Task item.
Produce a verbatim copy of the entries listed below.

Dataset records
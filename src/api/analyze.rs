//! Sentiment analysis endpoint handlers

use axum::extract::State;
use tracing::debug;

use crate::api::state::AppState;
use crate::api::types::{AnalyzeVideoBody, ApiError, BatchCommentsRequest, Json, TextRequest};
use crate::domain::BatchResult;
use crate::infrastructure::services::{TextSentiment, VideoAnalysis};

/// POST /analyze/comments/batch
pub async fn analyze_comments_batch(
    State(state): State<AppState>,
    Json(request): Json<BatchCommentsRequest>,
) -> Result<Json<BatchResult>, ApiError> {
    debug!(count = request.comments.len(), "Analyzing comment batch");

    let result = state
        .analysis_service
        .analyze_batch(request.comments)
        .await
        .map_err(ApiError::from)?;

    Ok(Json(result))
}

/// POST /analyze/video
pub async fn analyze_video(
    State(state): State<AppState>,
    Json(body): Json<AnalyzeVideoBody>,
) -> Result<Json<VideoAnalysis>, ApiError> {
    let request = body.into_request();
    debug!(
        video_url = %request.video_url,
        analyze_comments = request.analyze_comments,
        max_comments = request.max_comments,
        "Analyzing video"
    );

    let analysis = state
        .analysis_service
        .analyze_video(request)
        .await
        .map_err(ApiError::from)?;

    Ok(Json(analysis))
}

/// POST /analyze/text
pub async fn analyze_text(
    State(state): State<AppState>,
    Json(request): Json<TextRequest>,
) -> Json<TextSentiment> {
    Json(state.analysis_service.analyze_text(&request.text))
}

Exercise answer.
filename src/api/analyze.rs
//! Sentiment analysis endpoint handlers

use axum::extract::State;
use tracing::debug;

use crate::api::state::AppState;
use crate::api::types::{AnalyzeVideoBody, ApiError, BatchCommentsRequest, Json, TextRequest};
use crate::domain::BatchResult;
use crate::infrastructure::services::{TextSentiment, VideoAnalysis};

/// POST /analyze/comments/batch
pub async fn analyze_comments_batch(
    State(state): State<AppState>,
    Json(request): Json<BatchCommentsRequest>,
) -> Result<Json<BatchResult>, ApiError> {
    debug!(count = request.comments.len(), "Analyzing comment batch");

    let result = state
        .analysis_service
        .analyze_batch(request.comments)
        .await
        .map_err(ApiError::from)?;

    Ok(Json(result))
}

/// POST /analyze/video
pub async fn analyze_video(
    State(state): State<AppState>,
    Json(body): Json<AnalyzeVideoBody>,
) -> Result<Json<VideoAnalysis>, ApiError> {
    let request = body.into_request();
    debug!(
        video_url = %request.video_url,
        analyze_comments = request.analyze_comments,
        max_comments = request.max_comments,
        "Analyzing video"
    );

    let analysis = state
        .analysis_service
        .analyze_video(request)
        .await
        .map_err(ApiError::from)?;

    Ok(Json(analysis))
}

/// POST /analyze/text
pub async fn analyze_text(
    State(state): State<AppState>,
    Json(request): Json<TextRequest>,
) -> Json<TextSentiment> {
    Json(state.analysis_service.analyze_text(&request.text))
}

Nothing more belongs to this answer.